Raw data:
==*==

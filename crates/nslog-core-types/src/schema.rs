//! Canonical schema constants for the library's own diagnostics
//!
//! These constants keep the `tracing` events emitted by the registry
//! consistent, so tests and subscribers can match on them.

// Canonical field keys for structured logging
pub const FIELD_COMPONENT: &str = "component";
pub const FIELD_OP: &str = "op";
pub const FIELD_EVENT: &str = "event";

// Registry subjects
pub const FIELD_PATTERN: &str = "pattern";
pub const FIELD_LEVEL: &str = "level";
pub const FIELD_NAMESPACE: &str = "namespace";
pub const FIELD_ENABLED: &str = "enabled";

// Error fields
pub const FIELD_ERR_KIND: &str = "err.kind";
pub const FIELD_ERR_CODE: &str = "err.code";

// Canonical event names
pub const EVENT_APPLIED: &str = "applied";
pub const EVENT_REJECTED: &str = "rejected";

// Canonical operation names
pub const OP_SET_LEVEL: &str = "set_level";
pub const OP_SET_ENABLED: &str = "set_enabled";
pub const OP_SET_SINK: &str = "set_sink";
pub const OP_RESET_SINK: &str = "reset_sink";
pub const OP_GET_LOGGER: &str = "get_logger";
pub const OP_DISPATCH: &str = "dispatch";
pub const OP_APPLY_CONFIG: &str = "apply_config";

#[cfg(test)]
mod tests {
    use super::*;

    #[test]
    fn test_constants_accessibility() {
        assert!(!FIELD_COMPONENT.is_empty());
        assert!(!FIELD_OP.is_empty());
        assert!(!EVENT_APPLIED.is_empty());
        assert!(!EVENT_REJECTED.is_empty());
    }

    #[test]
    fn test_event_names_are_distinct() {
        assert_ne!(EVENT_APPLIED, EVENT_REJECTED);
    }

    #[test]
    fn test_op_names_are_distinct() {
        let ops = [
            OP_SET_LEVEL,
            OP_SET_ENABLED,
            OP_SET_SINK,
            OP_RESET_SINK,
            OP_GET_LOGGER,
            OP_DISPATCH,
            OP_APPLY_CONFIG,
        ];
        for (i, a) in ops.iter().enumerate() {
            for b in &ops[i + 1..] {
                assert_ne!(a, b);
            }
        }
    }
}
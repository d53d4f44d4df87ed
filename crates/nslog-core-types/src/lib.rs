//! Core types shared across nslog crates
//!
//! This crate provides the vocabulary used by the resolver, the registry
//! and every sink:
//!
//! - **Levels**: the fixed, totally ordered severity set
//! - **Values**: the tagged message-part union handed to sinks
//! - **Schema constants**: canonical field keys and event names for the
//!   library's own diagnostics

pub mod level;
pub mod schema;
pub mod value;

pub use level::{Level, UnknownLevel};
pub use value::LogValue;
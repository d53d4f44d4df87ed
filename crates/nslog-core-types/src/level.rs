//! Severity levels
//!
//! The level set is fixed at build time. Variants are declared from most
//! verbose to least verbose, so the derived `Ord` is the comparison used by
//! every gate decision.

use serde::{Deserialize, Serialize};
use std::fmt;
use std::str::FromStr;
use thiserror::Error;

/// Message severity, ordered `Trace < Info < Warn < Error`
#[derive(Debug, Clone, Copy, PartialEq, Eq, PartialOrd, Ord, Hash, Serialize, Deserialize)]
#[serde(rename_all = "lowercase")]
pub enum Level {
    /// Detailed debugging output
    Trace,
    /// General information
    Info,
    /// Suspicious condition
    Warn,
    /// Runtime error
    Error,
}

/// A level symbol outside the recognized set
#[derive(Debug, Clone, PartialEq, Eq, Error)]
#[error("unrecognized level symbol '{0}' (expected one of: trace, info, warn, error)")]
pub struct UnknownLevel(pub String);

impl Level {
    /// Every level, most verbose first
    pub const ALL: [Level; 4] = [Level::Trace, Level::Info, Level::Warn, Level::Error];

    /// Position in the fixed ordering
    pub fn ordinal(self) -> usize {
        self as usize
    }

    /// The lowercase symbol used in configuration and by sinks
    pub fn as_str(self) -> &'static str {
        match self {
            Level::Trace => "trace",
            Level::Info => "info",
            Level::Warn => "warn",
            Level::Error => "error",
        }
    }

    /// The uppercase label used in rendered prefixes
    pub fn label(self) -> &'static str {
        match self {
            Level::Trace => "TRACE",
            Level::Info => "INFO",
            Level::Warn => "WARN",
            Level::Error => "ERROR",
        }
    }
}

impl FromStr for Level {
    type Err = UnknownLevel;

    /// Parse a level symbol. Only the exact lowercase symbols are accepted;
    /// anything else is rejected rather than coerced.
    fn from_str(s: &str) -> Result<Self, Self::Err> {
        match s {
            "trace" => Ok(Level::Trace),
            "info" => Ok(Level::Info),
            "warn" => Ok(Level::Warn),
            "error" => Ok(Level::Error),
            other => Err(UnknownLevel(other.to_string())),
        }
    }
}

impl fmt::Display for Level {
    fn fmt(&self, f: &mut fmt::Formatter<'_>) -> fmt::Result {
        f.write_str(self.as_str())
    }
}
//! CLI commands and the shared rule options

pub mod emit;
pub mod resolve;
pub mod rules;

use clap::Args;
use nslog_core::logging_facility::{init, Profile};
use nslog_core::{Registry, RegistryConfig};
use std::path::{Path, PathBuf};
use std::sync::Arc;

/// Where rules come from, lowest precedence first:
/// config file, then `NSLOG_RULES` / `--rules`, then each `--rule`.
#[derive(Debug, Args)]
pub struct RuleArgs {
    /// Configuration file (TOML, or JSON when the extension is .json)
    #[arg(short, long, global = true)]
    pub config: Option<PathBuf>,

    /// Comma-separated directives, e.g. "*=info,app:*=trace,/^db:\d+$/=warn"
    #[arg(long, env = "NSLOG_RULES", global = true)]
    pub rules: Option<String>,

    /// A single PATTERN=LEVEL directive (repeatable)
    #[arg(short, long = "rule", global = true)]
    pub rule: Vec<String>,

    /// Close the gate so nothing is emitted
    #[arg(long, global = true)]
    pub disabled: bool,

    /// Print the registry's own diagnostics to stderr
    #[arg(short, long, global = true)]
    pub verbose: bool,
}

fn load_config_file(path: &Path) -> Result<RegistryConfig, Box<dyn std::error::Error>> {
    let text = std::fs::read_to_string(path)?;
    let config = match path.extension().and_then(|ext| ext.to_str()) {
        Some("json") => RegistryConfig::from_json_str(&text)?,
        _ => RegistryConfig::from_toml_str(&text)?,
    };
    Ok(config)
}

/// Configure the process-wide registry from the rule options
pub fn build_registry(args: &RuleArgs) -> Result<Arc<Registry>, Box<dyn std::error::Error>> {
    if args.verbose {
        init(Profile::Development);
    }

    let mut config = match &args.config {
        Some(path) => load_config_file(path)?,
        None => RegistryConfig::default(),
    };
    if let Some(directives) = &args.rules {
        config = config.merge(RegistryConfig::parse_directives(directives)?);
    }
    for directive in &args.rule {
        config = config.merge(RegistryConfig::parse_directives(directive)?);
    }
    if args.disabled {
        config.enabled = Some(false);
    }

    let registry = Registry::instance();
    config.apply(&registry)?;
    Ok(registry)
}
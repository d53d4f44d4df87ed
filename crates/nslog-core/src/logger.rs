use std::fmt;
use std::sync::Weak;

use nslog_core_types::{Level, LogValue};

use crate::registry::Registry;

/// Per-namespace logging handle
///
/// Obtained from [`Registry::get_logger`], which hands out the same `Arc`
/// for every lookup of a namespace. Each level method is sugar for
/// [`Registry::dispatch`] with this handle's namespace.
///
/// A handle refers to its registry weakly: once the registry is dropped (or
/// the global instance is reset and the old one released), calls on the
/// handle are silently discarded.
pub struct Logger {
    namespace: String,
    registry: Weak<Registry>,
}

impl Logger {
    pub(crate) fn new(namespace: String, registry: Weak<Registry>) -> Self {
        Self {
            namespace,
            registry,
        }
    }

    pub fn namespace(&self) -> &str {
        &self.namespace
    }

    /// Emit `parts` at `level`
    pub fn log(&self, level: Level, parts: &[LogValue]) {
        if let Some(registry) = self.registry.upgrade() {
            registry.dispatch(&self.namespace, level, parts);
        }
    }

    pub fn trace(&self, parts: &[LogValue]) {
        self.log(Level::Trace, parts)
    }

    pub fn info(&self, parts: &[LogValue]) {
        self.log(Level::Info, parts)
    }

    pub fn warn(&self, parts: &[LogValue]) {
        self.log(Level::Warn, parts)
    }

    pub fn error(&self, parts: &[LogValue]) {
        self.log(Level::Error, parts)
    }

    /// Whether a message at `level` would currently reach the sink
    ///
    /// Useful to skip building expensive message parts.
    pub fn is_enabled_for(&self, level: Level) -> bool {
        self.registry
            .upgrade()
            .is_some_and(|registry| registry.would_emit(&self.namespace, level))
    }
}

impl fmt::Debug for Logger {
    fn fmt(&self, f: &mut fmt::Formatter<'_>) -> fmt::Result {
        f.debug_struct("Logger")
            .field("namespace", &self.namespace)
            .finish_non_exhaustive()
    }
}
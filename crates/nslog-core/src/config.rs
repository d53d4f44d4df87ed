//! Declarative registry configuration
//!
//! Rules can be described as data instead of code, in TOML, JSON or a
//! compact directive string:
//!
//! ```toml
//! enabled = true
//!
//! [[rules]]
//! pattern = "*"
//! level = "info"
//!
//! [[rules]]
//! pattern = '^db:\d+$'
//! regex = true
//! level = "warn"
//! ```
//!
//! The equivalent directive string is `*=info,/^db:\d+$/=warn`: comma
//! separated `pattern=level` pairs, where a pattern wrapped in slashes is a
//! regex. Commas cannot appear inside a directive pattern; use TOML or JSON
//! for such expressions.
//!
//! Parsing never touches the filesystem or environment; callers read the
//! text however they like.

use serde::{Deserialize, Serialize};

use nslog_core_types::schema::OP_APPLY_CONFIG;
use nslog_core_types::Level;

use crate::errors::{NsLogError, Result};
use crate::pattern::NamespacePattern;
use crate::registry::Registry;
use crate::{log_op_applied, log_op_rejected};

/// One level rule as written in configuration
#[derive(Debug, Clone, PartialEq, Eq, Serialize, Deserialize)]
#[serde(deny_unknown_fields)]
pub struct RuleConfig {
    pub pattern: String,
    pub level: String,
    /// Treat `pattern` as a regular expression instead of a literal
    #[serde(default)]
    pub regex: bool,
}

impl RuleConfig {
    pub fn new(pattern: impl Into<String>, level: impl Into<String>) -> Self {
        Self {
            pattern: pattern.into(),
            level: level.into(),
            regex: false,
        }
    }

    pub fn regex(pattern: impl Into<String>, level: impl Into<String>) -> Self {
        Self {
            regex: true,
            ..Self::new(pattern, level)
        }
    }

    /// Validate the rule into its typed form
    ///
    /// # Errors
    ///
    /// Returns `InvalidLevel` for an unknown level symbol and
    /// `InvalidPattern` for a regex that does not compile.
    pub fn compile(&self) -> Result<(NamespacePattern, Level)> {
        let level = self.level.parse::<Level>()?;
        let pattern = if self.regex {
            NamespacePattern::regex(&self.pattern)?
        } else {
            NamespacePattern::literal(&self.pattern)
        };
        Ok((pattern, level))
    }
}

/// Registry settings that can be loaded from configuration
#[derive(Debug, Clone, Default, PartialEq, Eq, Serialize, Deserialize)]
#[serde(deny_unknown_fields)]
pub struct RegistryConfig {
    /// Gate state to apply; `None` leaves the registry's gate as it is
    #[serde(default, skip_serializing_if = "Option::is_none")]
    pub enabled: Option<bool>,
    /// Rules applied in order, so later entries overwrite earlier ones
    #[serde(default)]
    pub rules: Vec<RuleConfig>,
}

impl RegistryConfig {
    /// # Errors
    ///
    /// Returns `InvalidConfig` if the document is not valid TOML for this shape.
    pub fn from_toml_str(text: &str) -> Result<Self> {
        toml::from_str(text).map_err(|e| NsLogError::InvalidConfig {
            reason: e.to_string(),
        })
    }

    /// # Errors
    ///
    /// Returns `InvalidConfig` if the document is not valid JSON for this shape.
    pub fn from_json_str(text: &str) -> Result<Self> {
        serde_json::from_str(text).map_err(|e| NsLogError::InvalidConfig {
            reason: e.to_string(),
        })
    }

    /// Parse a directive string such as `*=info,app:*=trace,/^db:\d+$/=warn`
    ///
    /// Only the syntax is checked here; levels and regexes are validated by
    /// [`compile`](Self::compile) and [`apply`](Self::apply).
    ///
    /// # Errors
    ///
    /// Returns `InvalidConfig` for a directive without `=` or with an empty
    /// pattern.
    pub fn parse_directives(text: &str) -> Result<Self> {
        let mut rules = Vec::new();
        for directive in text.split(',').map(str::trim).filter(|d| !d.is_empty()) {
            let (pattern, level) =
                directive
                    .rsplit_once('=')
                    .ok_or_else(|| NsLogError::InvalidConfig {
                        reason: format!("directive '{}' is missing '=level'", directive),
                    })?;
            let (pattern, level) = (pattern.trim(), level.trim());
            if pattern.is_empty() {
                return Err(NsLogError::InvalidConfig {
                    reason: format!("directive '{}' has an empty pattern", directive),
                });
            }

            let rule = match pattern
                .strip_prefix('/')
                .and_then(|rest| rest.strip_suffix('/'))
            {
                Some(source) if !source.is_empty() => RuleConfig::regex(source, level),
                _ => RuleConfig::new(pattern, level),
            };
            rules.push(rule);
        }

        Ok(Self {
            enabled: None,
            rules,
        })
    }

    /// Layer `other` on top of `self`: its rules come after ours and its
    /// gate setting, if any, wins.
    pub fn merge(mut self, other: RegistryConfig) -> Self {
        self.rules.extend(other.rules);
        if other.enabled.is_some() {
            self.enabled = other.enabled;
        }
        self
    }

    /// Validate every rule
    ///
    /// # Errors
    ///
    /// Returns the first rule's `InvalidLevel` or `InvalidPattern` error.
    pub fn compile(&self) -> Result<Vec<(NamespacePattern, Level)>> {
        self.rules.iter().map(RuleConfig::compile).collect()
    }

    /// Apply to `registry`, all or nothing
    ///
    /// Every rule is validated before any is set, so a bad entry leaves the
    /// registry untouched. Rules and gate then change under one write lock,
    /// so a concurrent dispatch never sees part of the configuration.
    ///
    /// # Errors
    ///
    /// Returns the first validation error.
    pub fn apply(&self, registry: &Registry) -> Result<()> {
        let compiled = self.compile().map_err(|err| {
            log_op_rejected!(OP_APPLY_CONFIG, err.clone());
            err
        })?;

        registry.apply_validated(compiled, self.enabled);
        log_op_applied!(OP_APPLY_CONFIG, rules = self.rules.len(), enabled = ?self.enabled);
        Ok(())
    }
}

#[cfg(test)]
mod tests {
    use super::*;

    #[test]
    fn test_parse_directives() {
        let config = RegistryConfig::parse_directives(r" *=info , app:*=trace,/^db:\d+$/=warn,").unwrap();
        assert_eq!(
            config.rules,
            vec![
                RuleConfig::new("*", "info"),
                RuleConfig::new("app:*", "trace"),
                RuleConfig::regex(r"^db:\d+$", "warn"),
            ]
        );
        assert_eq!(config.enabled, None);
    }

    #[test]
    fn test_directive_regex_may_contain_equals() {
        let config = RegistryConfig::parse_directives("/a=b/=error").unwrap();
        assert_eq!(config.rules, vec![RuleConfig::regex("a=b", "error")]);
    }

    #[test]
    fn test_lone_slashes_are_literal() {
        let config = RegistryConfig::parse_directives("//=info,/=warn").unwrap();
        assert!(config.rules.iter().all(|r| !r.regex));
    }

    #[test]
    fn test_directive_errors() {
        assert!(matches!(
            RegistryConfig::parse_directives("app:*"),
            Err(NsLogError::InvalidConfig { .. })
        ));
        assert!(matches!(
            RegistryConfig::parse_directives("=info"),
            Err(NsLogError::InvalidConfig { .. })
        ));
    }

    #[test]
    fn test_compile_reports_invalid_level() {
        let config = RegistryConfig::parse_directives("app=loud").unwrap();
        assert_eq!(
            config.compile().unwrap_err(),
            NsLogError::InvalidLevel {
                level: "loud".to_string()
            }
        );
    }

    #[test]
    fn test_merge_appends_rules_and_overrides_gate() {
        let base = RegistryConfig {
            enabled: Some(true),
            rules: vec![RuleConfig::new("*", "warn")],
        };
        let overlay = RegistryConfig {
            enabled: Some(false),
            rules: vec![RuleConfig::new("app", "trace")],
        };
        let merged = base.merge(overlay);
        assert_eq!(merged.enabled, Some(false));
        assert_eq!(merged.rules.len(), 2);
        assert_eq!(merged.rules[1].pattern, "app");

        let keep_gate = merged.clone().merge(RegistryConfig::default());
        assert_eq!(keep_gate.enabled, Some(false));
    }
}
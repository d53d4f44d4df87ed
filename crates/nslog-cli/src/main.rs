//! nslog CLI
//!
//! Inspect and exercise namespaced level rules from the command line.

use clap::{Parser, Subcommand};

mod commands;

#[derive(Debug, Parser)]
#[command(name = "nslog")]
#[command(about = "nslog - namespaced level rules", long_about = None)]
struct Cli {
    #[command(flatten)]
    rules: commands::RuleArgs,

    #[command(subcommand)]
    command: Commands,
}

#[derive(Debug, Subcommand)]
enum Commands {
    /// Show the effective level for a namespace and the rule that decided it
    Resolve(commands::resolve::ResolveArgs),
    /// Send a message through the registry's gate to the console
    Emit(commands::emit::EmitArgs),
    /// List the configured rules in registration order
    Rules,
}

fn main() {
    let cli = Cli::parse();

    let result = commands::build_registry(&cli.rules).and_then(|registry| match cli.command {
        Commands::Resolve(args) => commands::resolve::execute(&registry, args),
        Commands::Emit(args) => commands::emit::execute(&registry, args),
        Commands::Rules => commands::rules::execute(&registry),
    });

    if let Err(e) = result {
        eprintln!("Error: {}", e);
        std::process::exit(1);
    }
}
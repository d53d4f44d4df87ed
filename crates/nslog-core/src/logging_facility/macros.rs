//! Canonical diagnostics macros
//!
//! These macros give every configuration change and rejected call the same
//! `component` / `op` / `event` shape.

/// Record that an operation changed registry state
///
/// # Example
///
/// ```
/// # use nslog_core::log_op_applied;
/// log_op_applied!("set_level");
/// log_op_applied!("set_level", pattern = "app:*", level = "trace");
/// ```
#[macro_export]
macro_rules! log_op_applied {
    ($op:expr) => {
        $crate::__private::tracing::debug!(
            component = module_path!(),
            op = $op,
            event = $crate::schema::EVENT_APPLIED,
        );
    };
    ($op:expr, $($field:tt)*) => {
        $crate::__private::tracing::debug!(
            component = module_path!(),
            op = $op,
            event = $crate::schema::EVENT_APPLIED,
            $($field)*
        );
    };
}

/// Record that an operation rejected its input
///
/// The error is converted into [`ExError`](crate::errors::ExError) so the
/// event carries the stable error code.
///
/// # Example
///
/// ```
/// # use nslog_core::{log_op_rejected, NsLogError};
/// let err = NsLogError::InvalidLevel { level: "loud".to_string() };
/// log_op_rejected!("set_level", err);
/// ```
#[macro_export]
macro_rules! log_op_rejected {
    ($op:expr, $err:expr) => {{
        let ex_err: $crate::errors::ExError = $err.into();
        $crate::__private::tracing::warn!(
            component = module_path!(),
            op = $op,
            event = $crate::schema::EVENT_REJECTED,
            err.kind = ?ex_err.kind(),
            err.code = ex_err.code(),
        );
    }};
}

==*==

Work request: Throughout the material above, find every line holding "with" and copy it.

Answer to this exercise:
/// [`Registry::dispatch`] with this handle's namespace.
    /// Returns `InvalidConfig` for a directive without `=` or with an empty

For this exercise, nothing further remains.